A structured document, for example a Standard Generalized Markup Language (SGML) document or an Extensible Markup Language (XML) document, is a simple data store document, and is widely used for data store and exchange. In particular, regarding the XML, its simplicity makes it very easy to load an XML document in any application and to analyze data in the XML document. In a structured document, a series of simple tags are used to identify the data as contents, and such tags may be defined and established in a convenient manner. A tag along with its identified content is called an element of the structured document.
When exchanging data with a structured document, a party generating the structured document is called the generating party, while a party loading the structured document for data analysis is called the consuming party. Typically, a structured document generated by a generating party comprises a great amount of data. A considerable network resource will be consumed for transmitting the structured document from the generating party to the consuming party. Therefore, what is desired is a solution for optimizing the generation, transmission, and consumption of a structured document.
In view of the above, the present invention provides a method and device for processing a structured document, so as to provide an optimized processing method in terms of the amount of data to be transmitted and processed, and the document standardization.

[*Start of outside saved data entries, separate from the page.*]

//! Segment command: decompose a track and run both segmentation branches.

use std::path::Path;

use anyhow::{Context, Result};
use tracing::{info, info_span};

use migra_io::{
    Report, SegmentTable, named_labelings, read_labels, read_track, write_report_json,
    write_segments_csv,
};
use migra_segment::{Analysis, boundary_agreement, decompose_and_analyze};
use migra_wavelet::TimeSeries;

use crate::cli::SegmentArgs;
use crate::config::{self, CompareToml};
use crate::convert;

/// Run the segmentation pipeline.
pub fn run(args: SegmentArgs) -> Result<()> {
    let _cmd = info_span!("segment").entered();
    // 1. Load project TOML
    let config = config::load(&args.config)?;
    let filter = convert::parse_wavelet_filter(&config.wavelet)?;
    let analysis_cfg = convert::build_analysis_config(&config)?;
    let reader_cfg = convert::build_reader_config(&config.io)?;

    // 2. Read the track
    let input = config.io.resolve_input(args.input)?;
    let track = read_track(&input, &reader_cfg)
        .with_context(|| format!("failed to read track: {}", input.display()))?;
    let series = TimeSeries::new(track.values())
        .with_context(|| format!("track {} cannot be decomposed", input.display()))?;

    // 3. Decompose and segment
    info!(
        filter = filter.name(),
        levels = config.wavelet.levels,
        fixes = track.len(),
        "running analysis"
    );
    let (bands, analysis) =
        decompose_and_analyze(&series, filter, config.wavelet.levels, &analysis_cfg)
            .context("segmentation failed")?;
    info!(
        peaks = analysis.peaks().len(),
        peak_segments = analysis.peak_segments().n_segments(),
        stitched_segments = analysis.stitched_segments().n_segments(),
        "analysis finished"
    );

    // 4. Optional comparison with an annotation
    let mut report = Report::new(input.display().to_string(), &bands, &analysis_cfg, &analysis);
    if let Some(compare) = &config.compare {
        report = add_agreement(report, compare, &input, reader_cfg.delimiter(), &analysis)?;
    }

    // 5. Write outputs
    let output_dir = args.output_dir.unwrap_or(config.io.output_dir);
    std::fs::create_dir_all(&output_dir)
        .with_context(|| format!("failed to create output dir: {}", output_dir.display()))?;

    let peak_level = analysis_cfg.peak_level();
    let change_level = analysis_cfg.change_level();
    // Both levels were validated against the decomposition.
    let approx = bands.approximation(peak_level).unwrap_or_default();
    let detail = bands.detail(change_level).unwrap_or_default();
    let mut table = SegmentTable::new(&track)
        .with_band(format!("approx_{peak_level}"), approx)
        .with_band(format!("detail_{change_level}"), detail);
    for (name, labeling) in named_labelings(&analysis) {
        table = table.with_labeling(name, labeling);
    }

    let segments_path = output_dir.join("segments.csv");
    write_segments_csv(&segments_path, &table)
        .with_context(|| format!("failed to write segments: {}", segments_path.display()))?;

    let report_path = output_dir.join("report.json");
    write_report_json(&report_path, &report)
        .with_context(|| format!("failed to write report: {}", report_path.display()))?;

    Ok(())
}

fn add_agreement(
    mut report: Report,
    compare: &CompareToml,
    input: &Path,
    delimiter: u8,
    analysis: &Analysis,
) -> Result<Report> {
    let reference = compare.reference.as_deref().unwrap_or(input);
    let labels = read_labels(reference, &compare.column, delimiter).with_context(|| {
        format!(
            "failed to read reference column '{}' from {}",
            compare.column,
            reference.display()
        )
    })?;

    for (name, labeling) in named_labelings(analysis) {
        let scores = boundary_agreement(labeling, &labels, compare.tolerance)
            .with_context(|| format!("cannot compare {name} with '{}'", compare.column))?;
        info!(
            segmentation = name,
            precision = scores.precision,
            recall = scores.recall,
            f1 = scores.f1,
            "agreement with reference"
        );
        report = report.with_agreement(name, &compare.column, scores);
    }
    Ok(report)
}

A method for processing a structured document according to an embodiment of the present invention comprises:
The present invention further discloses a corresponding device for processing a structured document, the device comprising:
According to the technical solutions of the embodiments of the present invention, an access mode about how the consuming party of the structured document accesses the structured document is used to generate the compression rule for compressing the structured document, the compression rule specifies that some of the elements in the structured document are required to be compressed, while the others are not. In general, the elements which are not required to be compressed are those used by the consuming party with relatively high frequencies. Since these elements are not compressed, the consuming party needs no performing decompression operation before using them, significantly improving the processing speed of the consuming party. Further, since the elements which are used by the consuming party with relatively low frequencies or not used at all are compressed, the network resources required for transmitting the structured document and the storage resources required for storing the document are reduced. Further, by replacing the compressed elements with newly structured elements, it can be guaranteed that the compressed structured document still complies with its specification, maintaining the advantage of simplicity and universality of a structured document.
Hereinafter, preferred embodiments of a method and a device for processing a structured document according to the present invention are illustrated with reference to the accompanying drawings. In the following description, reference will be made to XML documents as an example of structured documents. Those skilled in the art would easily understand, however, that the present solutions are also applied to any other structured document.
There are two direct solutions for reducing the network resource consumed for transmitting a structured document. One solution is to compress the whole structured document. However, before accessing the data by the consuming party, it is necessary to perform decompression operation, requiring higher processing capability of the consuming party. In particularly, in the case where real-time processing is required, decompression operations will significantly increase the processing time, thereby affecting real-time processing of data. Secondly, the consuming party cannot perform decompression operation until a complete data unit is received. For a continuous streaming type application mode where data is consumed while being generated, the generating party continuously incorporates data into the structured document, forming a data stream transmitted to the consuming party. Therefore, a complex control logic is required to segment the data stream into data units such that the corresponding compression can be carried out, increasing the complexity of both the generating and consuming parties.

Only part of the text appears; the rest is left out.